▸ Material for this task:

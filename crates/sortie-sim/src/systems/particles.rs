//! Particle system: hit bursts, text debris and their integration.
//!
//! Purely visual. Particles live in flat vectors owned by [`ParticleField`];
//! nothing else reads them except the snapshot builder.

use std::f64::consts::TAU;

use glam::DVec2;
use rand::Rng;

use sortie_core::components::Particle;
use sortie_core::constants::*;
use sortie_core::enums::ParticleKind;
use sortie_core::math::{clamp, lerp_range};
use sortie_core::state::{FragmentView, SparkView};

#[derive(Debug, Default)]
pub struct ParticleField {
    /// Hit sparks and fragments from projectile impacts.
    pub hits: Vec<Particle>,
    /// Sparks and shards knocked out of masked text.
    pub debris: Vec<Particle>,
}

impl ParticleField {
    pub fn new() -> Self {
        Self::default()
    }

    pub fn len(&self) -> usize {
        self.hits.len() + self.debris.len()
    }

    pub fn is_empty(&self) -> bool {
        self.hits.is_empty() && self.debris.is_empty()
    }

    pub fn clear(&mut self) {
        self.hits.clear();
        self.debris.clear();
    }

    pub fn run(&mut self, dt: f64) {
        step(&mut self.hits, dt);
        step(&mut self.debris, dt);
    }

    pub fn spark_views(&self) -> Vec<SparkView> {
        let hit = self
            .hits
            .iter()
            .filter(|p| p.kind == ParticleKind::Spark)
            .map(|p| {
                let a = alpha(p);
                SparkView {
                    x: p.pos.x,
                    y: p.pos.y,
                    radius: p.size * (1.0 + a),
                    alpha: a,
                }
            });
        let debris = self
            .debris
            .iter()
            .filter(|p| p.kind == ParticleKind::Spark)
            .map(|p| SparkView {
                x: p.pos.x,
                y: p.pos.y,
                radius: p.size,
                alpha: alpha(p),
            });
        hit.chain(debris).collect()
    }

    pub fn fragment_views(&self) -> Vec<FragmentView> {
        self.hits
            .iter()
            .chain(self.debris.iter())
            .filter(|p| p.kind == ParticleKind::Fragment)
            .map(|p| FragmentView {
                x: p.pos.x,
                y: p.pos.y,
                angle: p.angle,
                size: p.size,
                alpha: alpha(p),
            })
            .collect()
    }
}

/// Remaining-life fraction in [0, 1].
pub fn alpha(p: &Particle) -> f64 {
    if p.max_life <= 0.0 {
        return 0.0;
    }
    clamp(1.0 - p.life / p.max_life, 0.0, 1.0)
}

/// Spawn a spark + fragment burst at a projectile hit, fanned around `normal`.
pub fn spawn_hit_burst<R: Rng + ?Sized>(
    out: &mut Vec<Particle>,
    rng: &mut R,
    at: DVec2,
    normal: DVec2,
) {
    let base = normal.y.atan2(normal.x);

    let sparks = lerp_range(SPARKS_PER_HIT, rng.gen::<f64>()).floor() as usize;
    for _ in 0..sparks {
        let ang = base + (rng.gen::<f64>() - 0.5) * SPARK_SPREAD_RAD;
        let speed = lerp_range(SPARK_SPEED, rng.gen::<f64>());
        out.push(Particle {
            kind: ParticleKind::Spark,
            pos: at,
            vel: DVec2::new(ang.cos(), ang.sin()) * speed,
            life: 0.0,
            max_life: lerp_range(SPARK_LIFE, rng.gen::<f64>()),
            angle: 0.0,
            spin: 0.0,
            size: 2.0,
            gravity: GRAVITY * SPARK_GRAVITY_SCALE,
            drag: 1.0,
        });
    }

    let frags = lerp_range(FRAGS_PER_HIT, rng.gen::<f64>()).floor() as usize;
    for _ in 0..frags {
        let ang = base + (rng.gen::<f64>() - 0.5) * FRAG_SPREAD_RAD;
        let speed = lerp_range(FRAG_SPEED, rng.gen::<f64>());
        out.push(Particle {
            kind: ParticleKind::Fragment,
            pos: at,
            vel: DVec2::new(ang.cos(), ang.sin()) * speed,
            life: 0.0,
            max_life: lerp_range(FRAG_LIFE, rng.gen::<f64>()),
            angle: rng.gen::<f64>() * TAU,
            spin: lerp_range(FRAG_SPIN, rng.gen::<f64>()),
            size: lerp_range(FRAG_SIZE, rng.gen::<f64>()),
            gravity: GRAVITY * FRAG_GRAVITY_SCALE,
            drag: 1.0,
        });
    }
}

/// Spawn text debris in every direction. Big hits throw more.
pub fn spawn_text_debris<R: Rng + ?Sized>(
    out: &mut Vec<Particle>,
    rng: &mut R,
    at: DVec2,
    big: bool,
) {
    let sparks = if big {
        (MASK_SPARKS_PER_SAMPLE as f64 * 1.4).ceil() as usize
    } else {
        MASK_SPARKS_PER_SAMPLE
    };
    for _ in 0..sparks {
        let ang = rng.gen::<f64>() * TAU;
        let speed = lerp_range(DEBRIS_SPARK_SPEED, rng.gen::<f64>());
        out.push(Particle {
            kind: ParticleKind::Spark,
            pos: at,
            vel: DVec2::new(ang.cos(), ang.sin()) * speed,
            life: 0.0,
            max_life: lerp_range(DEBRIS_SPARK_LIFE, rng.gen::<f64>()),
            angle: 0.0,
            spin: 0.0,
            size: lerp_range(DEBRIS_SPARK_SIZE, rng.gen::<f64>()),
            gravity: DEBRIS_GRAVITY,
            drag: DEBRIS_DRAG,
        });
    }

    let shards = if big {
        MASK_SHARDS_PER_SAMPLE * 2
    } else {
        MASK_SHARDS_PER_SAMPLE
    };
    for _ in 0..shards {
        let ang = rng.gen::<f64>() * TAU;
        let speed = lerp_range(DEBRIS_SHARD_SPEED, rng.gen::<f64>());
        out.push(Particle {
            kind: ParticleKind::Fragment,
            pos: at,
            vel: DVec2::new(ang.cos(), ang.sin()) * speed,
            life: 0.0,
            max_life: lerp_range(DEBRIS_SHARD_LIFE, rng.gen::<f64>()),
            angle: rng.gen::<f64>() * std::f64::consts::PI,
            spin: (rng.gen::<f64>() * 2.0 - 1.0) * DEBRIS_SHARD_SPIN,
            size: lerp_range(DEBRIS_SHARD_SIZE, rng.gen::<f64>()),
            gravity: DEBRIS_GRAVITY,
            drag: DEBRIS_DRAG,
        });
    }

    if out.len() > MASK_MAX_DEBRIS {
        let excess = out.len() - MASK_MAX_DEBRIS;
        out.drain(..excess);
    }
}

/// Age, cull and integrate particles. Expired particles are removed before
/// they move.
pub fn step(particles: &mut Vec<Particle>, dt: f64) {
    particles.retain_mut(|p| {
        p.life += dt;
        if p.life >= p.max_life {
            return false;
        }
        p.vel.y += p.gravity * dt;
        if p.drag < 1.0 {
            p.vel *= p.drag.powf(dt * 60.0);
        }
        p.pos += p.vel * dt;
        p.angle += p.spin * dt;
        true
    });
}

▸ Assigned task: Copy each line of the listing that contains "clear".

▸ The completed task:
    pub fn clear(&mut self) {
        self.hits.clear();
        self.debris.clear();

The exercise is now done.